映兰眼泪汪汪地看着我,声音软得像化开的蜜:“主人……请您……顶进兰儿的子宫吧……兰儿想把最深处……只给主人一个人……”
我深吸一口气,腰部猛地向前一挺——
“滋——!!!”
粗硬的龟头凶狠地挤开她紧致的穴肉,一寸寸直达最深处。
当龟头终于顶到那层天生偏位的子宫口时,我没有停顿,而是按照Dr.Voss教的方法,用疼痛刺激让她放松——我伸手捏住她的乳尖,狠狠一拧,同时低吼道:“打开!给主人打开!”
映兰痛得尖叫一声,身体却猛地一颤,子宫颈肌肉在极致痛楚与快感的双重刺激下,彻底放松了。
那层最娇嫩、最深处的腔口,像一朵终于为我绽放的花,颤抖着、湿润着、热情地张开——
我的龟头毫无阻碍地整根没入她子宫最深处!
“啊——!!主人……进来了……真的进来了……兰儿的子宫……终于只属于主人了……呜呜……好深……好烫……兰儿……兰儿要死了……”
映兰当场失禁喷潮,透明的淫水混合著乳白的爱液狂喷而出,把床单打得湿透一片。
她雪白的小腹以肉眼可见的速度鼓起,像怀胎五月般圆润饱满。
我死死抱住她的腰,龟头深深抵在子宫最敏感的腔底,一股一股滚烫浓稠的精液如决堤洪水般疯狂喷射,全部灌进她子宫最深处。
那一刻,我既心疼得眼泪直流,又兴奋得几乎要发疯——我终于做到了。
刘志宇能做到的,我做到了;他做不到的,我也做到了。
我一边吻着她哭花的脸,一边低声呢喃:“老婆……对不起……可是主人爱你……主人会用一辈子补偿你……”
映兰却幸福得哭出了声,主动缠住我的脖子,声音又软又颤:“主人……兰儿好幸福……兰儿终于……彻底属于您了……”
从那天起,她再也没有在梦里叫过“爸爸”。
调教第45天,正是映兰排卵期。
主人空间里只开着一盏暖红色的落地灯,柔和的光线洒在黑色丝绒大床上,把映兰雪白的身体照得近乎透明。

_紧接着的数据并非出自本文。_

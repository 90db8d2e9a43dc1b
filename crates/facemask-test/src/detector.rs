//! Scripted landmark source

use std::collections::VecDeque;
use std::sync::Arc;

use async_trait::async_trait;
use parking_lot::Mutex;
use tokio::sync::oneshot;

use facemask_core::{FaceRecord, FacemaskError, FacemaskResult, VideoFrame};
use facemask_runtime::LandmarkSource;

/// One scripted response to a `detect` call
pub enum Detection {
    /// Resolve immediately with these faces
    Faces(Vec<FaceRecord>),
    /// Reject immediately
    Fail(String),
    /// Stay pending until the paired [`DetectionGate`] is released
    Gated(oneshot::Receiver<FacemaskResult<Vec<FaceRecord>>>),
}

/// Releases a [`Detection::Gated`] response
pub struct DetectionGate {
    tx: oneshot::Sender<FacemaskResult<Vec<FaceRecord>>>,
}

impl DetectionGate {
    pub fn release(self, faces: Vec<FaceRecord>) {
        let _ = self.tx.send(Ok(faces));
    }

    pub fn reject(self, error: &str) {
        let _ = self
            .tx
            .send(Err(FacemaskError::DetectorFailure(error.to_string())));
    }
}

/// Gated detection and the handle that resolves it
pub fn gated_detection() -> (Detection, DetectionGate) {
    let (tx, rx) = oneshot::channel();
    (Detection::Gated(rx), DetectionGate { tx })
}

/// Call counters shared between a [`ScriptedLandmarkSource`] and the test
#[derive(Debug, Default)]
pub struct DetectorCalls {
    pub init: u32,
    pub detect: u32,
    pub dispose: u32,
    /// Sequence numbers of every frame passed to `detect`
    pub frames: Vec<u64>,
}

/// Test-side view of a [`ScriptedLandmarkSource`]
#[derive(Clone, Default)]
pub struct DetectorProbe {
    calls: Arc<Mutex<DetectorCalls>>,
    script: Arc<Mutex<VecDeque<Detection>>>,
}

impl DetectorProbe {
    pub fn init_calls(&self) -> u32 {
        self.calls.lock().init
    }

    pub fn detect_calls(&self) -> u32 {
        self.calls.lock().detect
    }

    pub fn dispose_calls(&self) -> u32 {
        self.calls.lock().dispose
    }

    pub fn frames_seen(&self) -> Vec<u64> {
        self.calls.lock().frames.clone()
    }

    /// Append a response after the ones already scripted
    pub fn push(&self, detection: Detection) {
        self.script.lock().push_back(detection);
    }

    pub fn pending_script(&self) -> usize {
        self.script.lock().len()
    }
}

/// Landmark source that replays a script, then a fallback
pub struct ScriptedLandmarkSource {
    probe: DetectorProbe,
    fallback: Vec<FaceRecord>,
    init_error: Option<String>,
}

impl ScriptedLandmarkSource {
    pub fn new() -> Self {
        ScriptedLandmarkSource {
            probe: DetectorProbe::default(),
            fallback: Vec::new(),
            init_error: None,
        }
    }

    /// Every call returns the same faces once the script is exhausted
    pub fn always(faces: Vec<FaceRecord>) -> Self {
        Self::new().with_fallback(faces)
    }

    pub fn with_fallback(mut self, faces: Vec<FaceRecord>) -> Self {
        self.fallback = faces;
        self
    }

    pub fn with_script(self, script: impl IntoIterator<Item = Detection>) -> Self {
        for detection in script {
            self.probe.push(detection);
        }
        self
    }

    /// `init` rejects (model failed to load)
    pub fn failing_init(mut self, error: &str) -> Self {
        self.init_error = Some(error.to_string());
        self
    }

    pub fn probe(&self) -> DetectorProbe {
        self.probe.clone()
    }
}

impl Default for ScriptedLandmarkSource {
    fn default() -> Self {
        Self::new()
    }
}

#[async_trait]
impl LandmarkSource for ScriptedLandmarkSource {
    async fn init(&mut self) -> FacemaskResult<()> {
        self.probe.calls.lock().init += 1;
        match &self.init_error {
            Some(e) => Err(FacemaskError::DetectorFailure(e.clone())),
            None => Ok(()),
        }
    }

    async fn detect(&mut self, frame: &VideoFrame) -> FacemaskResult<Vec<FaceRecord>> {
        {
            let mut calls = self.probe.calls.lock();
            calls.detect += 1;
            calls.frames.push(frame.sequence);
        }

        let next = self.probe.script.lock().pop_front();
        match next {
            Some(Detection::Faces(faces)) => Ok(faces),
            Some(Detection::Fail(e)) => Err(FacemaskError::DetectorFailure(e)),
            Some(Detection::Gated(rx)) => rx.await.unwrap_or_else(|_| {
                Err(FacemaskError::DetectorFailure("gate dropped".to_string()))
            }),
            None => Ok(self.fallback.clone()),
        }
    }

    fn dispose(&mut self) {
        self.probe.calls.lock().dispose += 1;
    }
}
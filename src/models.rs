//! Frontend Models
//!
//! Data structures matching the host's todo records and command payloads.

use serde::{Deserialize, Deserializer, Serialize};

/// Priority levels understood by the host
#[derive(Debug, Clone, Copy, PartialEq, Eq, Default, Serialize, Deserialize)]
#[serde(rename_all = "lowercase")]
pub enum Priority {
    Low,
    #[default]
    Medium,
    High,
    Urgent,
}

impl Priority {
    pub const ALL: [Priority; 4] = [Priority::Low, Priority::Medium, Priority::High, Priority::Urgent];

    /// Case-insensitive parse; `None` for values outside the closed set.
    pub fn parse(value: &str) -> Option<Self> {
        match value.trim().to_lowercase().as_str() {
            "low" => Some(Priority::Low),
            "medium" => Some(Priority::Medium),
            "high" => Some(Priority::High),
            "urgent" => Some(Priority::Urgent),
            _ => None,
        }
    }

    pub fn as_str(&self) -> &'static str {
        match self {
            Priority::Low => "low",
            Priority::Medium => "medium",
            Priority::High => "high",
            Priority::Urgent => "urgent",
        }
    }

    pub fn weight(&self) -> u8 {
        match self {
            Priority::Low => 0,
            Priority::Medium => 1,
            Priority::High => 2,
            Priority::Urgent => 3,
        }
    }
}

/// Sort weight of a raw priority value. Unknown values weigh the same as `low`.
pub fn priority_weight(value: &str) -> u8 {
    Priority::parse(value).map(|p| p.weight()).unwrap_or(0)
}

/// Todo record (matches backend)
///
/// Priority stays a raw string so values the client does not know about
/// are still displayed.
#[derive(Debug, Clone, PartialEq, Serialize, Deserialize)]
pub struct Todo {
    pub id: i64,
    pub title: String,
    #[serde(default)]
    pub description: Option<String>,
    #[serde(default, deserialize_with = "null_as_default")]
    pub priority: String,
    #[serde(default, deserialize_with = "null_as_default")]
    pub is_completed: bool,
    #[serde(default, deserialize_with = "null_as_default")]
    pub created_at: String,
    #[serde(default)]
    pub due_at: Option<String>,
    #[serde(default)]
    pub updated_at: Option<String>,
    #[serde(default)]
    pub completed_at: Option<String>,
}

// Older rows can carry an explicit `null` where a value is expected
fn null_as_default<'de, D, T>(deserializer: D) -> Result<T, D::Error>
where
    D: Deserializer<'de>,
    T: Default + Deserialize<'de>,
{
    Option::<T>::deserialize(deserializer).map(Option::unwrap_or_default)
}

impl Todo {
    /// Lower-cased priority label, `medium` when the host sent none
    pub fn priority_label(&self) -> String {
        let label = self.priority.trim();
        if label.is_empty() {
            Priority::default().as_str().to_string()
        } else {
            label.to_lowercase()
        }
    }
}

/// Raw values from the creation form
#[derive(Debug, Clone, Default, PartialEq)]
pub struct NewTodoInput {
    pub title: String,
    pub description: String,
    pub priority: Option<String>,
}

/// `create_todo` payload
#[derive(Debug, Clone, PartialEq, Serialize)]
pub struct NewTodo {
    pub title: String,
    pub description: Option<String>,
    pub priority: String,
}

impl NewTodo {
    /// Normalize form input: trimmed title, blank description becomes `null`,
    /// priority lower-cased with `medium` as default.
    pub fn from_input(input: &NewTodoInput) -> Self {
        let description = input.description.trim();
        let priority = input
            .priority
            .as_deref()
            .map(str::trim)
            .filter(|p| !p.is_empty())
            .map(str::to_lowercase)
            .unwrap_or_else(|| Priority::default().as_str().to_string());
        Self {
            title: input.title.trim().to_string(),
            description: (!description.is_empty()).then(|| description.to_string()),
            priority,
        }
    }
}

/// Values submitted from the inline edit form
#[derive(Debug, Clone, Default, PartialEq)]
pub struct TodoEdit {
    pub title: String,
    pub description: String,
    pub priority: String,
}

/// `update_todo` patch: only changed fields are serialized
#[derive(Debug, Clone, Default, PartialEq, Serialize)]
pub struct TodoPatch {
    #[serde(skip_serializing_if = "Option::is_none")]
    pub title: Option<String>,
    /// `Some(None)` clears the description
    #[serde(skip_serializing_if = "Option::is_none")]
    pub description: Option<Option<String>>,
    #[serde(skip_serializing_if = "Option::is_none")]
    pub priority: Option<String>,
}

impl TodoPatch {
    /// Diff an edit against the cached record.
    ///
    /// A blank title or priority means "unchanged"; a blank description
    /// clears it. Priority is compared case-insensitively and forwarded
    /// without checking it against [`Priority`].
    pub fn diff(todo: &Todo, edit: &TodoEdit) -> Self {
        let mut patch = TodoPatch::default();

        let title = edit.title.trim();
        if !title.is_empty() && title != todo.title {
            patch.title = Some(title.to_string());
        }

        let description = edit.description.trim();
        let original = todo.description.as_deref().unwrap_or("").trim();
        if description != original {
            patch.description = Some((!description.is_empty()).then(|| description.to_string()));
        }

        let priority = edit.priority.trim().to_lowercase();
        if !priority.is_empty() && priority != todo.priority.to_lowercase() {
            patch.priority = Some(priority);
        }

        patch
    }

    pub fn is_empty(&self) -> bool {
        self.title.is_none() && self.description.is_none() && self.priority.is_none()
    }
}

她已经完全赤裸,只剩脖子上那道早已淡去的浅粉色勒痕,像一道被我亲手抹平的旧印记。
她跪趴在床上,双腿大开成最羞耻的M字形,高跟鞋鞋尖颤抖着点地,雪白圆润的臀部高高抬起,粉嫩湿润的穴口完全暴露在灯光下,已经因为前戏而一张一合地溢出晶莹黏腻的淫水,顺着大腿内侧拉出长长的银丝。
我赤裸着上身,下身那根早已粗硬滚烫、青筋暴起的肉棒直直挺立,对准她早已准备好的子宫口。
映兰泪眼婆娑地回头看着我,声音软得发颤,带着浓重的鼻音和哭腔:“主人……今天是兰儿排卵最旺盛的日子……请主人……用最浓最烫的精液……把兰儿的子宫彻底灌满……兰儿想……想给主人怀上宝宝……”
我心疼得胸口发紧,却还是握住她的细腰,龟头对准那层已经被我调教得极致敏感的子宫口,腰部猛地向前一挺——
“滋——!!咕啾!!!”
粗大的龟头凶狠地挤开她紧致湿滑的穴肉,一寸寸直达最深处。
当龟头终于突破那层偏位的腔口时,映兰雪白的身体猛地弓起,发出一声又痛又爽的哭喊:“啊——!!主人……进来了……子宫……子宫被主人顶开了……”我死死抱住她的腰,开始疯狂抽插,每一次都整根拔出再整根捅到底,龟头一次次凶狠地撞击子宫最敏感的腔底,发出黏腻而响亮的“咕啾咕啾”水声。
第一次高潮来得极快。
我低吼着死死按住她的臀部,龟头深深抵在子宫最深处,滚烫浓稠的精液如高压水枪般疯狂喷射——“噗嗤!噗嗤!噗嗤!”一股一股又烫又多、又浓又稠的精液全部灌进她子宫腔内。
映兰哭着喷潮,小腹以肉眼可见的速度渐渐鼓起,像怀胎三个月般微微隆起,她却死死咬着下唇,声音又软又媚:“主人……好烫……兰儿的子宫……被主人射满了……”
我没有拔出来,只是稍作喘息,便再次凶狠地挺动腰部,开始第二次灌溉。
这一次我抽插得更加猛烈,每一次撞击都让她的雪白小腹剧烈晃动。